One of the sessions I moderated at the PCC Summit was a roundtable discussion of how to develop a social media strategy that services internal and external needs. The participants represented a variety of industries and circumstances, yet they shared a similar set of challenges:

  • Running to catch up with consumer expectations
  • Dealing with the belief that the social media cannot be controlled
  • Figuring out what they should be doing on social media
  • Determining which issues need to be uncovered when developing a strategy

At the end of the discussion, I asked each participant for their best practice for developing a social media strategy. Here are some of their suggestions:

  • Create a really strong relationship with a respected senior executive who will carry the social initiative forward. You need someone who can articulate the opportunity of social media and deal with any  lack of understanding of the magnitude of social business.
  • Decide what you want to do, then break the social media program down into initiatives that can be prioritized and timescaled. You need a quick win and killer app to build credibility.
  • Social is people-centric so indentify the audience clearly. Find the point of pain that social will alleviate. Avoid all the fancy words – get to the value statements “this is how social will improve your situation” expressed as a what’s in it for me (WIIFM)
  • Provide lots of support for the rollout. Pay attention to good project practices and organizational change principles.
  • Put social governance in place ASAP – who will do what, who owns what channel, who determines how social will be used to support improved work practices.

I hope you find some useful nuggets in these suggests as you plow forward with your efforts. We will continue the discussion in Orlando at Symposium/IT Expo.

7 Comments »

Category: Change management Collaboration community Social media Social networks     Tags: , , , , , ,

7 responses so far ↓

  • 1 Gary Turner   October 6, 2011 at 7:41 am

    First of all, ask why you are doing social media in the first place. Is it to foster collaboration and connections between people within the organisation? Or is it another channel through which to engage with customers or stakeholders? These have entirely different implications.

    Then it is important to avoid creating new points of pain by integrating it in a meaningful and seamless way into normal ways of working and interacting.

    And even then, not everyone will use it; the success of social media depends on achieving critical mass of both membership and contribution. So look at the degree of cultural change that may be necessary before you plug the technology in.

  • 2 Carol Rozwell   October 6, 2011 at 9:12 am

    Gary,

    Thanks for your comment – great additions to the post. I agree with all your points, especially that a cultural change may be required.

  • 3 Elaine R, IT@IntelSME   October 6, 2011 at 12:57 pm

    Hi Carol,
    Thanks for sharing these social and IT best practices. It seems like social governace is one the hardest aspects to implement. Our Intel IT group recently surveyed employee behavior and the maturity of our controls, and then benchmarked ourselves against peer groups. This helped us identify areas for improvement and ways to improve. For example, use case studies to train employees about security awareness.”

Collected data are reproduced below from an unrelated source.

impl<'r> ConfigResolver<'r> {
    pub fn new(registry: &'r ModuleRegistry) -> Self {
        Self { registry }
    }

    /// 解析模块配置
    ///
    /// # Arguments
    ///
    /// * `descriptor` - 根模块描述符
    /// * `overrides` - 以根模块为作用域的覆盖配置
    /// * `shared` - 根作用域中可共享的配置（通常来自调用方提供的实例）
    ///
    /// # Errors
    ///
    /// 任何结构性错误，错误信息中带有出错的键路径。
    pub fn resolve(
        &self,
        descriptor: &ModuleDescriptor,
        overrides: &OverrideMap,
        shared: &SharedConfigs,
    ) -> Result<Arc<ResolvedConfig>> {
        let mut ancestry = Vec::new();
        let config = self.resolve_node(descriptor, overrides, None, shared, "", &mut ancestry)?;
        debug!(
            module = %config.id,
            cache_key = %config.cache_key,
            "配置解析完成"
        );
        Ok(config)
    }

    fn resolve_node(
        &self,
        descriptor: &ModuleDescriptor,
        overrides: &OverrideMap,
        inherited: Option<&ResolvedConfig>,
        shared: &SharedConfigs,
        path: &str,
        ancestry: &mut Vec<ModuleId>,
    ) -> Result<Arc<ResolvedConfig>> {
        if let Some(pos) = ancestry.iter().position(|id| id == &descriptor.id) {
            let mut cycle: Vec<String> = ancestry[pos..].iter().map(ToString::to_string).collect();
            cycle.push(descriptor.id.to_string());
            return Err(CoreError::DependencyCycle(cycle));
        }

        check_keys(descriptor, overrides, path)?;
        let options = resolve_options(descriptor, overrides, inherited, path)?;

        ancestry.push(descriptor.id.clone());
        let dependencies = self.resolve_dependencies(descriptor, overrides, shared, path, ancestry);
        ancestry.pop();
        let dependencies = dependencies?;

        let cache_key = CacheKey::derive(
            &descriptor.id,
            &options,
            dependencies.iter().map(|(k, d)| (k, &d.config.cache_key)),
        );

        Ok(Arc::new(ResolvedConfig {
            id: descriptor.id.clone(),
            options,
            dependencies,
            cache_key,
        }))
    }

    fn resolve_dependencies(
        &self,
        descriptor: &ModuleDescriptor,
        overrides: &OverrideMap,
        shared: &SharedConfigs,
        path: &str,
        ancestry: &mut Vec<ModuleId>,
    ) -> Result<BTreeMap<String, ResolvedDependency>> {
        // 本作用域的共享配置：继承自上层，并由兄弟依赖按声明顺序补充
        let mut scope = shared.clone();
        let mut dependencies = BTreeMap::new();

        for dep in &descriptor.dependencies {
            let key_path = join_path(path, &dep.key);
            let child_overrides = overrides.scope(&dep.key).unwrap_or_default();
            let available = scope.get(&dep.key).cloned();

            if let Some(available) = &available {
                if available.id.module_type != dep.module_type {
                    return Err(CoreError::ProvidedInstanceTypeMismatch {
                        key: key_path,
                        expected: dep.module_type.clone(),
                        found: available.id.module_type.clone(),
                    });
                }
            }

            let resolved = match available {
                Some(available) if child_overrides.is_empty() => {
                    debug!(path = %key_path, module = %available.id, "使用共享依赖");
                    ResolvedDependency {
                        config: available,
                        binding: Binding::Shared,
                    }
                }
                available => {
                    if let Some(displaced) = &available {
                        warn!(
                            path = %key_path,
                            module = %displaced.id,
                            "显式覆盖优先于共享依赖，将单独解析"
                        );
                    }

                    let name = match child_overrides.value(NAME_KEY) {
                        Some(Value::String(name)) => name.clone(),
                        Some(other) => {
                            return Err(CoreError::InvalidConfigType {
                                path: join_path(&key_path, NAME_KEY),
                                expected: "string".to_string(),
                                got: other.to_string(),
                            })
                        }
                        None => available
                            .as_ref()
                            .map(|a| a.id.module_name.clone())
                            .unwrap_or_else(|| dep.default_name.clone()),
                    };

                    let child = self.registry.lookup(&dep.module_type, &name)?;
                    let inherited = available.as_deref().filter(|a| a.id == child.id);
                    debug!(path = %key_path, module = %child.id, "解析依赖");
                    let config = self.resolve_node(
                        &child,
                        &child_overrides,
                        inherited,
                        &scope,
                        &key_path,
                        ancestry,
                    )?;
                    ResolvedDependency {
                        config,
                        binding: Binding::Owned,
                    }
                }
            };

            if dep.provide_this {
                scope.insert(dep.key.clone(), Arc::clone(&resolved.config));
            }
            for child_key in &dep.provide_children {
                let child = resolved.config.dependency(child_key).ok_or_else(|| {
                    CoreError::InvalidDescriptor(format!(
                        "{}: 依赖 '{}' ({}) 没有可提供的子依赖 '{}'",
                        descriptor.id, dep.key, resolved.config.id, child_key
                    ))
                })?;
                scope.insert(child_key.clone(), Arc::clone(child));
            }

            dependencies.insert(dep.key.clone(), resolved);
        }

        Ok(dependencies)
    }
}

/// 覆盖配置中只允许出现配置项、依赖键和 `name`
fn check_keys(descriptor: &ModuleDescriptor, overrides: &OverrideMap, path: &str) -> Result<()> {
    for (key, value) in overrides.iter() {
        if key == NAME_KEY {
            if let OverrideValue::Map(_) = value {
                return Err(CoreError::InvalidConfigType {
                    path: join_path(path, key),
                    expected: "string".to_string(),
                    got: "嵌套配置".to_string(),
                });
            }
            continue;
        }
        if descriptor.find_option(key).is_none() && descriptor.find_dependency(key).is_none() {
            return Err(CoreError::UnknownConfigKey(join_path(path, key)));
        }
    }
    Ok(())
}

  • 4 Carol Rozwell   October 6, 2011 at 1:57 pm

    Elaine,

    Thanks for your comment. So glad to hear you are continually improving your social media efforts. The point about using case studies resonates. I am preparing a case study on an organization that successfully trained all its employees using this approach. They got very high marks for the training because the employees immediately saw the relevance to their ‘day jobs.’

  • 5 Pearl Zhu   October 7, 2011 at 5:42 pm

    Hi, Carol, nice posting, when we roll out the social strategy, and platform, we may need well define:
    Purpose: 1) innovation or problem solving via internal employee brainstorm, and also include some group of customers and partners.
    2) “hear” customers’ voice, the future trend, customer experience optimization., etc.
    then, we may need governance process, doing the right things within the budget., etc. thanks

  • 6 Carol Rozwell   October 10, 2011 at 3:01 pm

    Pearl,

    Thanks for your comments. I also hope you are considering employees and partners as you develop your social strategy.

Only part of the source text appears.